Paul Dudley White

Paul Dudley White ( born June 6, 1886 in Roxbury, Massachusetts, † 31 October 1973 ) was an American cardiologist and founder of the American Heart Association.

In 1953 he was awarded the Albert Lasker Award for Clinical Medical Research.

Life

Paul Dudley White was born to a family doctor and grew up in Roxbury on in Massachusetts, where he attended high school. Once finished, he moved to Harvard College, where he earned his baccalaureate degree in 1908. It is said that the death of his sister, who died at the age of twelve years on rheumatic fever, had aroused his interest in cardiology. White studied at Harvard University and received his medical degree 1911. Subsequently, he worked at the newly established Department of Pediatrics at the Massachusetts General Hospital. In 1913 he received a scholarship and spent a year at University College Hospital in London with studies of the electrocardiogram. With the outbreak of the First World War, he undertook volunteered for military service and served with a Harvard unit near Bologna. In 1917 he helped to establish the American air base in Bordeaux. For organizing a relief expedition of the American Red Cross to combat a typhus epidemic in Macedonia and the Greek Islands, he was honored by the Greek government. Returned to the Massachusetts General Hospital in 1919, he founded a cardiology department, which he headed until 1949. He was succeeded by Edward Franklin Bland.

Work

Even in his time as a junior doctor Bland developed together with his colleague Robert Irving Lee a method to measure blood clotting, his first medical publication.
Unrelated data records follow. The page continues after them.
//! Selector grammar over the `cssparser` tokenizer.
//!
//! Only structure is checked; no selector tree is built.

use cssparser::{ParseError, Parser, SourcePosition, Token};

use crate::SelectorError;

pub(crate) type ParseResult<'i, T> = Result<T, ParseError<'i, SelectorError>>;

/// Functional pseudo-classes whose arguments are a selector list.
const SELECTOR_FUNCTIONS: &[&str] = &[
    "is",
    "where",
    "not",
    "has",
    "matches",
    "-webkit-any",
    "-moz-any",
    "host",
    "host-context",
    "slotted",
];

/// A single complex selector followed by the end of input.
pub(crate) fn fragment<'i>(p: &mut Parser<'i, '_>) -> ParseResult<'i, ()> {
    complex(p, false)?;
    skip_ws(p);
    match next(p) {
        None => Ok(()),
        Some((start, Token::Comma)) => fail(
            p,
            SelectorError::SelectorList {
                offset: start.byte_index(),
            },
        ),
        Some((start, _)) => unexpected(p, start),
    }
}

/// Next token other than a comment, with the position it starts at.
fn next<'i>(p: &mut Parser<'i, '_>) -> Option<(SourcePosition, Token<'i>)> {
    let start = p.position();
    p.next_including_whitespace().ok().cloned().map(|token| (start, token))
}

fn peek<'i>(p: &mut Parser<'i, '_>) -> Option<Token<'i>> {
    let state = p.state();
    let token = p.next_including_whitespace().ok().cloned();
    p.reset(&state);
    token
}

fn skip_ws(p: &mut Parser<'_, '_>) -> bool {
    let mut skipped = false;
    loop {
        let state = p.state();
        if !matches!(p.next_including_whitespace(), Ok(Token::WhiteSpace(_))) {
            p.reset(&state);
            return skipped;
        }
        skipped = true;
    }
}

fn fail<'i, T>(p: &Parser<'i, '_>, error: SelectorError) -> ParseResult<'i, T> {
    Err(p.new_custom_error(error))
}

fn unexpected<'i, T>(p: &Parser<'i, '_>, start: SourcePosition) -> ParseResult<'i, T> {
    fail(
        p,
        SelectorError::UnexpectedToken {
            token: p.slice_from(start).to_string(),
            offset: start.byte_index(),
        },
    )
}

fn end<'i, T>(p: &Parser<'i, '_>, what: &'static str) -> ParseResult<'i, T> {
    fail(p, SelectorError::UnexpectedEnd(what))
}

/// Compounds joined by combinators. A relative selector (`:has(> img)`) may
/// open with a combinator.
fn complex<'i>(p: &mut Parser<'i, '_>, relative: bool) -> ParseResult<'i, ()> {
    if relative {
        skip_ws(p);
        if combinator(p) {
            skip_ws(p);
        }
    }
    compound(p)?;

    loop {
        let state = p.state();
        let had_ws = skip_ws(p);
        let at = p.position();
        let explicit = combinator(p);
        if explicit {
            skip_ws(p);
        } else if !had_ws {
            return Ok(());
        }

        match peek(p) {
            Some(token) if starts_compound(&token) => compound(p)?,
            _ if explicit => {
                return fail(
                    p,
                    SelectorError::DanglingCombinator {
                        offset: at.byte_index(),
                    },
                )
            }
            _ => {
                p.reset(&state);
                return Ok(());
            }
        }
    }
}

fn combinator(p: &mut Parser<'_, '_>) -> bool {
    let state = p.state();
    if matches!(
        p.next_including_whitespace(),
        Ok(Token::Delim('>' | '+' | '~'))
    ) {
        return true;
    }
    p.reset(&state);
    false
}

fn starts_compound(token: &Token<'_>) -> bool {
    matches!(
        token,
        Token::Ident(_)
            | Token::Delim('*' | '.' | '&' | '|')
            | Token::IDHash(_)
            | Token::Hash(_)
            | Token::SquareBracketBlock
            | Token::Colon
    )
}

/// An optional type selector followed by ids, classes, attributes,
/// pseudo-classes and `&`, with no whitespace in between.
fn compound<'i>(p: &mut Parser<'i, '_>) -> ParseResult<'i, ()> {
    let mut parts = usize::from(type_selector(p)?);

    loop {
        let state = p.state();
        let Some((start, token)) = next(p) else { break };
        match token {
            Token::IDHash(_) | Token::Delim('&') => {}
            Token::Hash(_) => return unexpected(p, start),
            Token::Delim('.') => class_name(p)?,
            Token::SquareBracketBlock => block(p, start, ('[', ']'), attribute)?,
            Token::Colon => pseudo(p)?,
            _ => {
                p.reset(&state);
                break;
            }
        }
        parts += 1;
    }

    if parts == 0 {
        return match next(p) {
            None => end(p, "selector"),
            Some((start, _)) => unexpected(p, start),
        };
    }
    Ok(())
}

/// `name`, `*`, `ns|name`, `*|name`, `|name` (and `*` in place of `name`).
fn type_selector<'i>(p: &mut Parser<'i, '_>) -> ParseResult<'i, bool> {
    let state = p.state();
    match next(p) {
        Some((_, Token::Ident(_) | Token::Delim('*'))) => {
            let after = p.state();
            if matches!(next(p), Some((_, Token::Delim('|')))) {
                qualified_name(p, true)?;
            } else {
                p.reset(&after);
            }
            Ok(true)
        }
        Some((_, Token::Delim('|'))) => {
            qualified_name(p, true)?;
            Ok(true)
        }
        _ => {
            p.reset(&state);
            Ok(false)
        }
    }
}

/// The local name after a namespace bar.
fn qualified_name<'i>(p: &mut Parser<'i, '_>, allow_star: bool) -> ParseResult<'i, ()> {
    match next(p) {
        Some((_, Token::Ident(_))) => Ok(()),
        Some((_, Token::Delim('*'))) if allow_star => Ok(()),
        Some((start, _)) => unexpected(p, start),
        None => end(p, "name"),
    }
}

fn class_name<'i>(p: &mut Parser<'i, '_>) -> ParseResult<'i, ()> {
    match next(p) {
        Some((_, Token::Ident(_))) => Ok(()),
        Some((start, _)) => unexpected(p, start),
        None => end(p, "class name"),
    }
}

/// After the first `:` of a pseudo-class or pseudo-element.
fn pseudo<'i>(p: &mut Parser<'i, '_>) -> ParseResult<'i, ()> {
    let state = p.state();
    if !matches!(p.next_including_whitespace(), Ok(Token::Colon)) {
        p.reset(&state);
    }

    match next(p) {
        Some((_, Token::Ident(_))) => Ok(()),
        Some((start, Token::Function(name))) => {
            let takes_selectors = SELECTOR_FUNCTIONS
                .iter()
                .any(|f| name.eq_ignore_ascii_case(f));
            let relative = name.eq_ignore_ascii_case("has");
            block(p, start, ('(', ')'), |p| {
                if takes_selectors {
                    selector_list(p, relative)
                } else {
                    raw_arguments(p)
                }
            })
        }
        Some((start, _)) => unexpected(p, start),
        None => end(p, "pseudo-class"),
    }
}

/// Parse the contents of the block whose opening token starts at `start`.
///
/// The tokenizer closes blocks implicitly at the end of input, so the
/// closing delimiter is checked against the source.
fn block<'i, F>(
    p: &mut Parser<'i, '_>,
    start: SourcePosition,
    (open, close): (char, char),
    parse: F,
) -> ParseResult<'i, ()>
where
    F: for<'tt> FnOnce(&mut Parser<'i, 'tt>) -> ParseResult<'i, ()>,
{
    p.parse_nested_block(parse)?;
    if !closed_by(p.slice_from(start), close) {
        return fail(
            p,
            SelectorError::Unclosed {
                open,
                offset: start.byte_index(),
            },
        );
    }
    Ok(())
}

/// Whether `text` ends with an unescaped `close`.
fn closed_by(text: &str, close: char) -> bool {
    match text.strip_suffix(close) {
        Some(rest) => rest.chars().rev().take_while(|&c| c == '\\').count() % 2 == 0,
        None => false,
    }
}

fn quoted_string<'i>(p: &Parser<'i, '_>, start: SourcePosition) -> ParseResult<'i, ()> {
    let text = p.slice_from(start);
    let quote = text.chars().next().unwrap_or('"');
    if text.len() >= 2 && closed_by(&text[1..], quote) {
        Ok(())
    } else {
        fail(
            p,
            SelectorError::Unclosed {
                open: quote,
                offset: start.byte_index(),
            },
        )
    }
}

/// `[name]`, `[ns|name]`, `[name op value]`, `[name op value i]`.
fn attribute<'i>(p: &mut Parser<'i, '_>) -> ParseResult<'i, ()> {
    skip_ws(p);
    match next(p) {
        Some((_, Token::Ident(_))) => {
            let state = p.state();
            if matches!(next(p), Some((_, Token::Delim('|')))) {
                qualified_name(p, false)?;
            } else {
                p.reset(&state);
            }
        }
        Some((_, Token::Delim('*'))) => match next(p) {
            Some((_, Token::Delim('|'))) => qualified_name(p, false)?,
            Some((start, _)) => return unexpected(p, start),
            None => return end(p, "attribute name"),
        },
        Some((_, Token::Delim('|'))) => qualified_name(p, false)?,
        Some((start, _)) => return unexpected(p, start),
        None => return end(p, "attribute name"),
    }

    skip_ws(p);
    match next(p) {
        None => return Ok(()),
        Some((
            _,
            Token::Delim('=')
            | Token::IncludeMatch
            | Token::DashMatch
            | Token::PrefixMatch
            | Token::SuffixMatch
            | Token::SubstringMatch,
        )) => {}
        Some((start, _)) => return unexpected(p, start),
    }

    skip_ws(p);
    match next(p) {
        Some((_, Token::Ident(_))) => {}
        Some((start, Token::QuotedString(_))) => quoted_string(p, start)?,
        Some((start, _)) => return unexpected(p, start),
        None => return end(p, "attribute value"),
    }

    skip_ws(p);
    match next(p) {
        None => return Ok(()),
        Some((_, Token::Ident(flag)))
            if flag.eq_ignore_ascii_case("i") || flag.eq_ignore_ascii_case("s") => {}
        Some((start, _)) => return unexpected(p, start),
    }

    skip_ws(p);
    match next(p) {
        None => Ok(()),
        Some((start, _)) => unexpected(p, start),
    }
}

/// Comma-separated selectors inside `:is()`, `:not()`, `:has()` and friends.
fn selector_list<'i>(p: &mut Parser<'i, '_>, relative: bool) -> ParseResult<'i, ()> {
    loop {
        skip_ws(p);
        complex(p, relative)?;
        skip_ws(p);
        match next(p) {
            None => return Ok(()),
            Some((_, Token::Comma)) => {}
            Some((start, _)) => return unexpected(p, start),
        }
    }
}

/// Arguments such as `2n+1` or `en`. Anything goes except block and
/// statement delimiters.
fn raw_arguments<'i>(p: &mut Parser<'i, '_>) -> ParseResult<'i, ()> {
    let mut empty = true;
    while let Some((start, token)) = next(p) {
        match token {
            Token::WhiteSpace(_) => continue,
            Token::CurlyBracketBlock
            | Token::CloseCurlyBracket
            | Token::Semicolon
            | Token::BadString(_)
            | Token::BadUrl(_) => return unexpected(p, start),
            Token::QuotedString(_) => quoted_string(p, start)?,
            Token::ParenthesisBlock | Token::Function(_) => {
                block(p, start, ('(', ')'), raw_arguments)?
            }
            Token::SquareBracketBlock => block(p, start, ('[', ']'), raw_arguments)?,
            _ => {}
        }
        empty = false;
    }

    if empty {
        end(p, "arguments")
    } else {
        Ok(())
    }
}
Due to his outstanding clinical skills, he created the basis for its own international reputation and now also including substantiated by the cardiology department of the Massachusetts General Hospital. In 1924 he was one of the founders of the American Heart Association, whose president he became in 1941. 1931 was first published his classic textbook Heart Diseases ( heart disease ), which went through several editions. In 1948 he was elected president of the International Society of Cardiology and was then President of the World Congress of Cardiology. White stressed the importance of physical fitness and exercise in the prevention of diseases of the coronary vessels. His use of the bike was world famous and still bears the " Dr. Paul Dudley White Bike Path " in the Boston area its name. In addition, a congenital malformation of the coronary arteries, the Bland- White- Garland syndrome, and Wolff- Parkinson -White syndrome are named after him.